Crump is not a stupid man, and must acknowledge this reality, saying, in his interview with CNN: I want to be able to talk to senators on both sides of the aisle and say, ‘This isn’t just about black children, it’s also about brown children and white children and Asian children … This is about our citizens being brutalized or killed because the federal government hasn’t acted.”
Sharpton too has to admit the commonality of the experience of police violence, saying he had to “take the risk” of attending and addressing Brittain’s memorial service.
“I think it may have been three-or-400 people there, maybe 20 black, and for them to give me five or six standing ovations showed that this is a real possibility of us bridging, a real police accountability movement that is based on race, and class,” Sharpton said, adding, “As I said in the eulogy, that if Hunter had been a rich guy in another part of the white community, would they have shot him like that?”
But this grudging acceptance of the class character of police violence—which Sharpton, of course, places only alongside race—is a necessary concession to the reality of the Brittain case. They make this concession only in order to further their efforts to subordinate the working class, black and white, to the corporate-controlled Democratic Party, which defends the police unconditionally as the last line of defense for the capitalist class.
Between the 2013 and 2020, which encompasses the Obama and Trump years, 98.3 percent of killings by police have not resulted in officers being charged with a crime, according to MappingPoliceViolence.org. According to its proponents, the George Floyd Act would save lives by “banning chokeholds and no-knock warrants,” while additionally mandating that “deadly force be used only as a last resort.”

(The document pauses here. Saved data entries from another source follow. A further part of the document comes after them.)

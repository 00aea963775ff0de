//! Error types for the greetings pipeline.

use thiserror::Error;

#[derive(Debug, Error)]
pub enum Error {
    /// An external collaborator (build engine, registry, host, vault) failed.
    #[error("{collaborator} failed: {message}")]
    Collaborator {
        collaborator: &'static str,
        message: String,
    },

    #[error("not found: {0}")]
    NotFound(String),

    #[error("invalid input: {0}")]
    InvalidInput(String),

    /// A single build matrix cell failed.
    #[error("variant {variant} failed: {source}")]
    Variant {
        variant: String,
        #[source]
        source: Box<Error>,
    },

    #[error("archive error: {0}")]
    Archive(String),

    #[error("cancelled")]
    Cancelled,

    #[error("internal error: {0}")]
    Internal(String),
}

impl Error {
    /// Shorthand for a collaborator failure.
    pub fn collaborator(collaborator: &'static str, message: impl Into<String>) -> Self {
        Self::Collaborator {
            collaborator,
            message: message.into(),
        }
    }
}

pub type Result<T> = std::result::Result<T, Error>;
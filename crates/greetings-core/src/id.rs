//! Pipeline run identifiers.

use derive_more::Display;
use serde::{Deserialize, Serialize};
use uuid::Uuid;

/// Identifies one pipeline invocation in logs and events.
///
/// Backed by a UUIDv7, so runs started later compare greater.
#[derive(Debug, Clone, Copy, PartialEq, Eq, PartialOrd, Ord, Hash, Serialize, Deserialize, Display)]
#[display("{_0}")]
pub struct RunId(Uuid);

impl RunId {
    pub fn new() -> Self {
        Self(Uuid::now_v7())
    }

    /// The trailing eight hex digits, enough to tell concurrent runs apart.
    pub fn short(&self) -> String {
        let simple = self.0.simple().to_string();
        simple[simple.len() - 8..].to_string()
    }
}

impl Default for RunId {
    fn default() -> Self {
        Self::new()
    }
}

#[cfg(test)]
mod tests {
    use super::*;

    #[test]
    fn test_later_runs_sort_after_earlier_ones() {
        let first = RunId::new();
        let second = RunId::new();
        assert!(first < second);
    }

    #[test]
    fn test_short_is_suffix_of_display() {
        let id = RunId::new();
        let short = id.short();
        assert_eq!(short.len(), 8);
        assert!(id.to_string().replace('-', "").ends_with(&short));
    }
}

Crump and Sharpton’s appeals to the Democratic establishment highlight their real agenda behind intervening in the Brittain case. When asked about calls to “defund” the police, Speaker of the House Nancy Pelosi said, “We want to work with our police departments. There are many who take pride in their work, and we want to be able to make sure the focus is on them.”
On June 23, the day Brittain was killed, President Biden said it is “not a time to turn our backs on law enforcement.” Biden also announced that $350 billion in pandemic relief funds, allotted to the state governments under the $1.9 trillion American Rescue Plan enacted in March, may be used to fund police departments.
Last week, Alderman Anthony Beale in Chicago, Illinois, a black Democrat who represents the city’s South Side 9th ward, raised the demand for National Guard troops to be deployed to defend the most affluent sections of the city to relieve police of “their duty,” so that they may return to patrolling impoverished neighborhoods. Beale said, “We need to bring in the National Guard to secure the perimeter of downtown and to work along with the police to free up more officers to come from downtown back into the communities, where we can help flood the communities where resources have been taken out of.”
These are but a few examples of the reactionary result of the racialist politics pushed by the Democratic Party, the very political party behind which Crump and Sharpton work to corral popular anger over police violence.
The struggle to end racism and to end police violence is bound up with the fight for socialism. Police violence cannot be explained solely as a racial phenomenon. The class nature of police violence is summed up by Leon Trotsky, “The worker who becomes a policeman in the service of the capitalist state, is a bourgeois cop, not a worker,” i.e., an enforcer of the state, a protector of bourgeois rule and law.
The Socialist Equality Party is organizing the working class in the fight for socialism: the reorganization of all of economic life to serve social needs, not private profit.